The Times, citing an official it described as being familiar with the contents of the complete report, said Gray’s full findings were even more personally critical of the Prime Minister and could end his premiership.
According to the paper, the official said: “Sue’s report is excoriating. It will make things incredibly difficult for the Prime Minister.”
As is often the case when a government insider makes a statement, some unusual language has been used, and the word “excoriating” has been catching some people off guard.
So what exactly does it mean? And where does it come from?
Here is everything you need to know.
What does excoriating mean?
The Cambridge Dictionary defines “excoriating” as: “to write or say that a play, book, political action, etc. is very bad.”

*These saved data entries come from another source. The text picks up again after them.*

use bike2books_core::util::geo_utils::{self, GeoPoint};
use clap::Args;

use crate::{error::Bike2BooksError, model::neighborhood};

/// where a trip starts, either a named neighborhood or a coordinate
#[derive(Args, Debug, Clone, Default, PartialEq)]
pub struct OriginArgs {
    /// neighborhood to start from. run `bike2books neighborhoods` to list them.
    #[arg(long, conflicts_with_all = ["lat", "lon"])]
    pub neighborhood: Option<String>,
    /// latitude to start from, in degrees
    #[arg(long, requires = "lon", allow_negative_numbers = true)]
    pub lat: Option<f64>,
    /// longitude to start from, in degrees
    #[arg(long, requires = "lat", allow_negative_numbers = true)]
    pub lon: Option<f64>,
}

impl OriginArgs {
    /// the origin point, if one was given
    pub fn resolve(&self) -> Result<Option<GeoPoint>, Bike2BooksError> {
        match (&self.neighborhood, self.lat, self.lon) {
            (Some(name), None, None) => neighborhood::neighborhood(name).map(Some),
            (None, Some(lat), Some(lon)) => Ok(Some(geo_utils::lat_lon(lat, lon))),
            (None, None, None) => Ok(None),
            _ => Err(Bike2BooksError::InvalidConfiguration(String::from(
                "provide either --neighborhood or both --lat and --lon",
            ))),
        }
    }

    /// the origin point, failing if none was given
    pub fn require(&self) -> Result<GeoPoint, Bike2BooksError> {
        self.resolve()?.ok_or_else(|| {
            Bike2BooksError::InvalidConfiguration(String::from(
                "an origin is required, provide --neighborhood or both --lat and --lon",
            ))
        })
    }
}

#[cfg(test)]
mod tests {
    use super::*;

    #[test]
    fn test_resolve_neighborhood() {
        let args = OriginArgs {
            neighborhood: Some(String::from("Hillcrest")),
            ..Default::default()
        };
        let point = args.require().expect("should resolve");
        assert_eq!(point, geo_utils::lat_lon(32.75, -117.166667));
    }

    #[test]
    fn test_resolve_coordinates() {
        let args = OriginArgs {
            neighborhood: None,
            lat: Some(32.7157),
            lon: Some(-117.1611),
        };
        let point = args.require().expect("should resolve");
        assert_eq!(geo_utils::lat(&point), 32.7157);
        assert_eq!(geo_utils::lon(&point), -117.1611);
    }

    #[test]
    fn test_missing_origin() {
        let args = OriginArgs::default();
        assert_eq!(args.resolve().expect("should resolve"), None);
        assert!(matches!(
            args.require(),
            Err(Bike2BooksError::InvalidConfiguration(_))
        ));
    }

    #[test]
    fn test_partial_coordinates() {
        let args = OriginArgs {
            neighborhood: None,
            lat: Some(32.7157),
            lon: None,
        };
        assert!(matches!(
            args.resolve(),
            Err(Bike2BooksError::InvalidConfiguration(_))
        ));
    }

    #[test]
    fn test_unknown_neighborhood() {
        let args = OriginArgs {
            neighborhood: Some(String::from("Nonexistent")),
            ..Default::default()
        };
        assert!(matches!(
            args.resolve(),
            Err(Bike2BooksError::KeyNotFound(_))
        ));
    }
}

As an example of the word’s usage, it says: “his latest novel received excoriating reviews.”
Merriam-Webster defines the word as “to censure scathingly”.
In another, separate context, the word is also used in relation to damaged skin. For instance, excoriation disorder is a disorder where you cannot stop picking at your skin.
Most people pick at their skin from time to time, but excoriation can cause cuts, bleeding or bruising.
According to Merriam-Webster, the word ‘excoriate’ first appeared in English in the 15th century.
It comes from ‘excoriatus,’ the past participle of the Latin verb ‘excoriare’, meaning "to strip off the hide."
‘Excoriare’ was itself formed from a pairing of the Latin prefix ‘ex-’, meaning "out," and ‘corium’, meaning "skin" or "hide" or "leather."
When will the full report be published?
Gray, a senior civil servant, was forced to delay the publication of her investigation into alleged parties held in Downing Street and Whitehall during England’s coronavirus lockdowns due to the Metropolitan Police commencing their own inquiry.
In an interim report published in January, the Cabinet Office official said there had been “failures of leadership and judgement” in No 10 over the so-called partygate saga.
The Gray Report will be released when the criminal investigation by the Met Police is over.
As for when that might be, there is currently no indication of when the Met Police will have reached the end of their investigations.
Will Johnson resign?
Downing Street is said to be braced for Johnson to receive a second fixed-penalty notice (FPN) after police reportedly began issuing fines relating to a “bring your own bottle” event in the No 10 garden on 20 May 2020.
The PM reportedly attended half of the 12 gatherings currently being investigated by police.
On Sunday (24 April), Cabinet ministers offered a defence of the Prime Minister, with Conservative Party chairman Oliver Dowden suggesting it was “quite a speculation” to predict Johnson could be hit with more FPNs.
Johnson’s critics have begun working in a coordinated fashion and are “holding back” to wait for the local election results or for further FPNs to be issued, according to the i.
Dowden has admitted that the local council elections will be “challenging”, and a bad performance is likely to increase the number of Tory MPs formally calling for a change in leadership.